When it's not feasible to study an entire target population, a simple random sample is the next best option; with sufficient sample size, it satisfies the assumption of independent and identically distributed variables. And perhaps even more important, it will tend to be nicely representative for the population with regard to all variables.
Although simple random sampling nicely satisfies two major statistical assumptions, we rarely see it in practice. This tutorial explains the reasons for this discrepancy. Before discussing the steps in a typical survey sampling procedure, we'll first give a quick overview of the process.
Survey Sampling - Quick Overview
Survey Sampling - The Sampling Frame
The sampling frame is the collection of units
that are available for our sampling procedure. So what do we mean by that? Well, in many cases a substantial part of our population simply cannot be sampled due to practical reasons. Regarding a target population of people, we rarely have accurate contact information from each single person. If we want to conduct an online survey, then people whose contact information is absent or incorrect have a zero chance of ending up in our sample. For this case, the sampling frame consists of the people in our population whose contact information is available and correct.
A sampling frame we encounter a lot in practice is an (online) panel; commercial research agencies often maintain a database of people who are willing to participate in surveys on a regular basis. When drawing a sample from such a panel, people who don't participate in the panel have a zero chance of ending up in our sample.
Survey Sampling - Coverage
Coverage is the percentage of a target population
that's covered in the sampling frame. For example, the Dutch government has the correct home addresses of almost all Dutch citizens because people are enforced by law to provide this information. If we'd have access to this database, we could draw a random sample from it. In this case, the database would be our sampling frame with a coverage perhaps as high as 99%.
Now, sampling frames with such high coverages will tend to be relatively representative. Sure, the 1% we're missing may have (very) different characteristics than our entire population. However, any bias caused by their exclusion will be limited because they're so small in number.
The opposite reasoning may or may not hold. That is, a sampling frame with a small coverage
may or may not be representative. For instance, the main panel used by TNS NIPO contains some 213,000 respondents, roughly 1.36% of the Dutch population. However, this sampling frame with a mere 1.36% coverage is remarkably representative for the Dutch population (at least with regard to demographic variables). This is because the demographic makeup of this panel is constantly monitored and panel members are carefully selected from underrepresented groups. The illustration below gives an example.
A remark that's in place here is that a representative sampling frame is not always necessary for drawing a representative sample. In some cases, relevant (demographic) background variables are known for the sampling frame as well as the target population. If so, one can oversample underrepresented groups and undersample overrepresented groups, resulting in a representative gross sample. This procedure is very similar to weighting. But let's first take a look at the gross sample.
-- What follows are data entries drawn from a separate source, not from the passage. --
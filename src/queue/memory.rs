use crate::error::Result;
use crate::queue::{QueueStore, RecoveryQueueItem};
use async_trait::async_trait;
use chrono::{DateTime, Utc};
use dashmap::DashMap;
use std::sync::Arc;
use uuid::Uuid;

/// In-memory recovery queue (for tests and embedded setups)
#[derive(Clone, Default)]
pub struct InMemoryQueueStore {
    rows: Arc<DashMap<Uuid, RecoveryQueueItem>>,
}

impl InMemoryQueueStore {
    pub fn new() -> Self {
        Self::default()
    }
}

#[async_trait]
impl QueueStore for InMemoryQueueStore {
    async fn insert(&self, items: &[RecoveryQueueItem]) -> Result<()> {
        for item in items {
            self.rows.insert(item.uuid, item.clone());
        }
        tracing::debug!(count = items.len(), "Recovery rows enqueued");
        Ok(())
    }

    async fn select_older_than(&self, cutoff: DateTime<Utc>) -> Result<Vec<RecoveryQueueItem>> {
        let mut selected: Vec<RecoveryQueueItem> = self
            .rows
            .iter()
            .filter(|entry| entry.value().created_at < cutoff)
            .map(|entry| entry.value().clone())
            .collect();
        selected.sort_by(|a, b| a.created_at.cmp(&b.created_at));
        Ok(selected)
    }

    async fn delete_by_uuids(&self, uuids: &[Uuid]) -> Result<()> {
        for uuid in uuids {
            self.rows.remove(uuid);
        }
        Ok(())
    }

    async fn count(&self) -> Result<u64> {
        Ok(self.rows.len() as u64)
    }
}
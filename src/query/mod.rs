//! Query-side helpers: paging context, sort profiles, sticky facets

mod context;
mod facets;
mod sorting;

pub use context::{QueryContext, DEFAULT_LIMIT, MAX_LIMIT};
pub use facets::{FacetValue, Facets, StickyFacetBuilder, DEFAULT_FACET_SIZE, SELECTED_SUFFIX};
pub use sorting::{SortField, Sorting};
//! Opaque search-backend client boundary
//!
//! The synchronization pipeline never talks a wire protocol itself; it only
//! requires the operations below. Production deployments implement
//! [`SearchClient`] against their backend of choice; [`InMemorySearchBackend`]
//! is a complete in-process implementation used by tests and embedded setups.

mod memory;
mod types;

pub use memory::InMemorySearchBackend;
pub use types::{
    AggregationResult, AggregationSpec, Bucket, BucketOrder, BulkRequestItem, BulkResponse, Hit,
    IndexSettings, MissingPlacement, Query, SearchRequest, SearchResponse, SortClause, SortOrder,
};

use crate::error::Result;
use crate::schema::{IndexType, TypeMapping};
use async_trait::async_trait;

/// Client-side contract for the search backend.
///
/// A client-side timeout or transport error must surface as an `Err`; the
/// recovery loop treats those as hard failures and retries on schedule.
#[async_trait]
pub trait SearchClient: Send + Sync {
    /// Execute a batch of upserts/deletes. Per-item failures are reported in
    /// the response, not as an error.
    async fn bulk_execute(&self, items: Vec<BulkRequestItem>) -> Result<BulkResponse>;

    /// Current replica count of a named index
    async fn get_replica_count(&self, index: &str) -> Result<u32>;

    /// Set the replica count of a named index
    async fn set_replica_count(&self, index: &str, replicas: u32) -> Result<()>;

    /// Shard count of a named index
    async fn shard_count(&self, index: &str) -> Result<u32>;

    /// Create an index with the given settings
    async fn create_index(&self, index: &str, settings: &IndexSettings) -> Result<()>;

    /// Declare a type mapping on an existing index
    async fn put_mapping(&self, index_type: &IndexType, mapping: &TypeMapping) -> Result<()>;

    /// Drop an index and all its data
    async fn delete_index(&self, index: &str) -> Result<()>;

    /// Whether a named index exists
    async fn index_exists(&self, index: &str) -> Result<bool>;

    /// Names of all existing indices
    async fn list_indices(&self) -> Result<Vec<String>>;

    /// Make pending writes visible to searches
    async fn refresh(&self, index: &str) -> Result<()>;

    /// Execute a search, returning hits, aggregations and an optional scroll
    /// continuation token
    async fn search(&self, request: &SearchRequest) -> Result<SearchResponse>;

    /// Fetch the next page of an open scroll; an empty hit list ends it
    async fn scroll(&self, scroll_id: &str) -> Result<SearchResponse>;

    /// Count documents matching a query
    async fn count(&self, index_type: &IndexType, query: &Query) -> Result<u64>;
}
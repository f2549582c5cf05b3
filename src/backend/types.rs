//! Wire-shape types exchanged with the search backend client

use serde::{Deserialize, Serialize};
use serde_json::Value;
use std::collections::BTreeMap;

use crate::schema::IndexType;

/// Boolean/term query tree sent to the backend.
///
/// This is deliberately the small subset the synchronization and query
/// helpers need; the backend's full query language stays behind the client.
#[derive(Debug, Clone, Serialize, Deserialize, PartialEq)]
pub enum Query {
    /// Matches every document
    MatchAll,

    /// Exact match on a single field value
    Term { field: String, value: String },

    /// Exact match on any of the given field values
    Terms { field: String, values: Vec<String> },

    /// Boolean combination
    Bool {
        must: Vec<Query>,
        must_not: Vec<Query>,
    },
}

impl Query {
    pub fn term(field: impl Into<String>, value: impl Into<String>) -> Self {
        Query::Term {
            field: field.into(),
            value: value.into(),
        }
    }

    pub fn terms(field: impl Into<String>, values: Vec<String>) -> Self {
        Query::Terms {
            field: field.into(),
            values,
        }
    }

    /// Conjunction of the given clauses, flattened to the simplest form
    pub fn all_of(clauses: Vec<Query>) -> Self {
        let mut clauses: Vec<Query> = clauses
            .into_iter()
            .filter(|q| !matches!(q, Query::MatchAll))
            .collect();
        match clauses.len() {
            0 => Query::MatchAll,
            1 => clauses.remove(0),
            _ => Query::Bool {
                must: clauses,
                must_not: Vec::new(),
            },
        }
    }
}

/// How terms buckets are ordered
#[derive(Debug, Clone, Copy, Serialize, Deserialize, PartialEq, Eq)]
pub enum BucketOrder {
    /// Descending document count (the default for facets)
    CountDesc,
    /// Ascending key
    KeyAsc,
}

/// Aggregation request tree
#[derive(Debug, Clone, Serialize, Deserialize, PartialEq)]
pub enum AggregationSpec {
    /// Scope sub-aggregations to documents matching `filter`
    Filter {
        name: String,
        filter: Query,
        aggs: Vec<AggregationSpec>,
    },

    /// Top-N value counts for a field
    Terms {
        name: String,
        field: String,
        size: usize,
        order: BucketOrder,
        /// When set, only these exact values are bucketed, and every one of
        /// them appears in the result even with a zero count.
        include: Option<Vec<String>>,
        aggs: Vec<AggregationSpec>,
    },
}

impl AggregationSpec {
    pub fn name(&self) -> &str {
        match self {
            AggregationSpec::Filter { name, .. } => name,
            AggregationSpec::Terms { name, .. } => name,
        }
    }
}

/// One bucket of an aggregation result
#[derive(Debug, Clone, Serialize, Deserialize, PartialEq)]
pub struct Bucket {
    pub key: String,
    pub doc_count: u64,
    pub aggregations: Vec<AggregationResult>,
}

/// Aggregation result tree, mirroring the request shape
#[derive(Debug, Clone, Serialize, Deserialize, PartialEq)]
pub struct AggregationResult {
    pub name: String,
    /// Filter aggregations produce a single unnamed bucket; terms
    /// aggregations produce one bucket per value.
    pub buckets: Vec<Bucket>,
}

/// Direction of a sort clause
#[derive(Debug, Clone, Copy, Serialize, Deserialize, PartialEq, Eq)]
pub enum SortOrder {
    Ascending,
    Descending,
}

/// Placement of documents missing the sort field
#[derive(Debug, Clone, Copy, Serialize, Deserialize, PartialEq, Eq)]
pub enum MissingPlacement {
    First,
    Last,
}

/// A fully resolved physical sort clause
#[derive(Debug, Clone, Serialize, Deserialize, PartialEq, Eq)]
pub struct SortClause {
    pub field: String,
    pub order: SortOrder,
    pub missing: MissingPlacement,
}

/// A search request executed against one index type
#[derive(Debug, Clone)]
pub struct SearchRequest {
    pub index_type: IndexType,
    pub query: Query,
    pub sorts: Vec<SortClause>,
    pub aggregations: Vec<AggregationSpec>,
    pub offset: usize,
    pub limit: usize,
    /// Which source fields to return; empty means all
    pub fields: Vec<String>,
    /// Open a scroll continuation instead of plain paging
    pub scroll: bool,
}

impl SearchRequest {
    pub fn new(index_type: IndexType, query: Query) -> Self {
        Self {
            index_type,
            query,
            sorts: Vec::new(),
            aggregations: Vec::new(),
            offset: 0,
            limit: 10,
            fields: Vec::new(),
            scroll: false,
        }
    }
}

/// One document hit
#[derive(Debug, Clone, Serialize, Deserialize)]
pub struct Hit {
    pub id: String,
    pub source: Value,
}

/// Response to a search or scroll request
#[derive(Debug, Clone, Default)]
pub struct SearchResponse {
    pub hits: Vec<Hit>,
    pub total: u64,
    pub aggregations: Vec<AggregationResult>,
    pub scroll_id: Option<String>,
}

/// A single buffered write for the bulk API
#[derive(Debug, Clone)]
pub enum BulkRequestItem {
    Upsert {
        index_type: IndexType,
        id: String,
        body: Value,
    },
    Delete {
        index_type: IndexType,
        id: String,
    },
}

impl BulkRequestItem {
    pub fn document_id(&self) -> &str {
        match self {
            BulkRequestItem::Upsert { id, .. } => id,
            BulkRequestItem::Delete { id, .. } => id,
        }
    }

    /// Approximate wire size, used for flush-threshold accounting
    pub fn estimated_size_bytes(&self) -> usize {
        match self {
            BulkRequestItem::Upsert { id, body, .. } => {
                id.len() + body.to_string().len() + 64
            }
            BulkRequestItem::Delete { id, .. } => id.len() + 64,
        }
    }
}

/// Per-item outcome of a bulk execution
#[derive(Debug, Clone)]
pub struct BulkResponse {
    pub succeeded: u64,
    pub failed: u64,
    /// Document ids that failed, for logging
    pub failures: Vec<String>,
}

/// Index creation settings handed to the backend
#[derive(Debug, Clone, Serialize, Deserialize, PartialEq)]
pub struct IndexSettings {
    pub shards: u32,
    pub replicas: u32,
    pub extra: BTreeMap<String, String>,
}

impl Default for IndexSettings {
    fn default() -> Self {
        Self {
            shards: 1,
            replicas: 0,
            extra: BTreeMap::new(),
        }
    }
}

#[cfg(test)]
mod tests {
    use super::*;

    #[test]
    fn test_all_of_flattens() {
        assert_eq!(Query::all_of(vec![]), Query::MatchAll);
        assert_eq!(
            Query::all_of(vec![Query::MatchAll, Query::term("a", "b")]),
            Query::term("a", "b")
        );
        let q = Query::all_of(vec![Query::term("a", "b"), Query::term("c", "d")]);
        match q {
            Query::Bool { must, must_not } => {
                assert_eq!(must.len(), 2);
                assert!(must_not.is_empty());
            }
            other => panic!("expected bool query, got {:?}", other),
        }
    }

    #[test]
    fn test_bulk_item_size_estimate_counts_body() {
        let small = BulkRequestItem::Delete {
            index_type: "issues/issue".parse().unwrap(),
            id: "x".to_string(),
        };
        let large = BulkRequestItem::Upsert {
            index_type: "issues/issue".parse().unwrap(),
            id: "x".to_string(),
            body: serde_json::json!({"field": "v".repeat(1000)}),
        };
        assert!(large.estimated_size_bytes() > small.estimated_size_bytes() + 900);
    }
}
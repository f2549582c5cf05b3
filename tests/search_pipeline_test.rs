//! Write path through the bulk indexer, read path through facets and sorts

use search_sync::backend::{
    BulkRequestItem, IndexSettings, InMemorySearchBackend, Query, SearchClient,
};
use search_sync::bulk::{BulkIndexer, Size};
use search_sync::query::{QueryContext, Sorting, StickyFacetBuilder};
use search_sync::read::DocumentIndex;
use search_sync::schema::IndexType;
use serde::Deserialize;
use serde_json::json;
use std::collections::BTreeMap;
use std::sync::Arc;

#[derive(Debug, Deserialize)]
struct IssueDoc {
    key: String,
    #[serde(default)]
    lang: Option<String>,
    #[serde(default)]
    status: Option<String>,
}

fn issue_type() -> IndexType {
    "issues/issue".parse().unwrap()
}

async fn loaded_backend() -> Arc<InMemorySearchBackend> {
    let backend = Arc::new(InMemorySearchBackend::new());
    backend
        .create_index(
            "issues",
            &IndexSettings {
                shards: 1,
                replicas: 1,
                ..Default::default()
            },
        )
        .await
        .unwrap();

    let docs = vec![
        json!({"key": "i1", "lang": "java", "status": "open", "file": "A.java", "line": 5, "severity": 3}),
        json!({"key": "i2", "lang": "java", "status": "closed", "file": "A.java", "line": 5, "severity": 7}),
        json!({"key": "i3", "lang": "rust", "status": "open", "file": "B.rs", "line": 1, "severity": 1}),
        json!({"key": "i4", "lang": "go", "status": "open", "file": "A.java", "line": 2, "severity": 5}),
    ];
    let mut indexer = BulkIndexer::new(backend.clone(), issue_type(), Size::Regular);
    indexer.start().await.unwrap();
    for doc in docs {
        let id = doc["key"].as_str().unwrap().to_string();
        indexer
            .add(BulkRequestItem::Upsert {
                index_type: issue_type(),
                id,
                body: doc,
            })
            .await
            .unwrap();
    }
    indexer.stop().await.unwrap();
    backend
}

#[tokio::test]
async fn test_sticky_facet_ignores_own_filter_and_keeps_selected() {
    let backend = loaded_backend().await;
    let index: DocumentIndex<IssueDoc> = DocumentIndex::new(backend, issue_type());

    // active filters: lang=java, status=open
    let mut filters = BTreeMap::new();
    filters.insert("lang".to_string(), Query::term("lang", "java"));
    filters.insert("status".to_string(), Query::term("status", "open"));
    let builder = StickyFacetBuilder::new(Query::MatchAll, filters.clone());
    let facet = builder.build_sticky_facet("lang", "langs", 10, &["cobol".to_string()]);

    let query = Query::all_of(filters.into_values().collect());
    let mut ctx = QueryContext::new();
    ctx.add_facets(["langs"]);
    let result = index.search(query, &ctx, Vec::new(), vec![facet]).await.unwrap();

    // the query itself matches only open java issues
    assert_eq!(result.total, 1);
    assert_eq!(result.docs[0].key, "i1");

    let values = result.facets.get("langs").unwrap();
    let counts: BTreeMap<&str, u64> = values.iter().map(|v| (v.key.as_str(), v.count)).collect();
    // lang counts ignore lang=java but honor status=open
    assert_eq!(counts.get("java"), Some(&1));
    assert_eq!(counts.get("rust"), Some(&1));
    assert_eq!(counts.get("go"), Some(&1));
    // selected value with zero matches still appears
    assert_eq!(counts.get("cobol"), Some(&0));
}

#[tokio::test]
async fn test_sort_profile_orders_results() {
    let backend = loaded_backend().await;
    let index: DocumentIndex<IssueDoc> = DocumentIndex::new(backend, issue_type());

    let mut sorting = Sorting::new();
    sorting.add("fileLine", "file");
    sorting.add("fileLine", "line");
    sorting.add("fileLine", "severity").reverse();
    sorting.add("fileLine", "key").missing_last();

    let sorts = sorting.fill("fileLine", true).unwrap();
    let ctx = QueryContext::new();
    let result = index
        .search(Query::MatchAll, &ctx, sorts, Vec::new())
        .await
        .unwrap();
    let keys: Vec<&str> = result.docs.iter().map(|d| d.key.as_str()).collect();
    // file asc, then line asc, then severity desc as tiebreaker
    assert_eq!(keys, vec!["i4", "i2", "i1", "i3"]);
}

#[tokio::test]
async fn test_paging_and_field_selection() {
    let backend = loaded_backend().await;
    let index: DocumentIndex<IssueDoc> = DocumentIndex::new(backend, issue_type());

    let mut ctx = QueryContext::new();
    ctx.set_page(2, 3).unwrap();
    ctx.add_fields(["key"]);
    let result = index
        .search(Query::MatchAll, &ctx, Vec::new(), Vec::new())
        .await
        .unwrap();
    assert_eq!(result.total, 4);
    assert_eq!(result.docs.len(), 1);
    // projected source carries only the requested field
    assert!(result.docs[0].lang.is_none());
    assert!(result.docs[0].status.is_none());
}

#[tokio::test]
async fn test_scroll_covers_the_whole_index() {
    let backend = loaded_backend().await;
    let index: DocumentIndex<IssueDoc> = DocumentIndex::new(backend, issue_type());

    let mut scroll = index.scroll(Query::MatchAll, 3).await.unwrap();
    let mut keys = Vec::new();
    while let Some(page) = scroll.next_page().await.unwrap() {
        keys.extend(page.into_iter().map(|d| d.key));
    }
    keys.sort();
    assert_eq!(keys, vec!["i1", "i2", "i3", "i4"]);
}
Survey Sampling - The Gross Sample
A gross sample is the collection of units that are sampled, regardless whether (usable) data is obtained from them.
With regard to surveying people, a gross sample is the group of people who are asked to participate in a survey. In some cases (especially online questionnaires) the gross sample may correspond to the sampling frame; we can simply send out our survey to everyone whose contact details we have.
However, some surveys still use face-to-face or phone interviews or paper questionnaires. In case of a huge sampling frame, approaching it entirely may be costly. This is one major reason for sampling from the sampling frame. In practice, the gross sample is often a simple random sample (without replacement) from the sampling frame. The illustration shows how it's typically done in SPSS.
Regarding online panel research, questionnaires are rarely sent out to the entire panel because we don't want to bother the panel members with too many questionnaires. On top of limiting such “respondent burden”, panel members often receive (monetary) incentives for answering questionnaires. This renders it costly to approach an entire (online) panel for a survey.
Survey Sampling - The Nett Sample
A nett sample is the collection of units
from which useful data are obtained. Other than physical objects or animals, people often decline when we try to collect data on them. This phenomenon is aptly named non response. The percentage of a gross sample who do participate in a survey is known as the response rate.
For many studies, response rates typically hover around 20%. This can often be raised by offering incentives or sending out reminders. However, even panel members who clearly stated they're willing to participate in surveys rarely show response rates over some 70%.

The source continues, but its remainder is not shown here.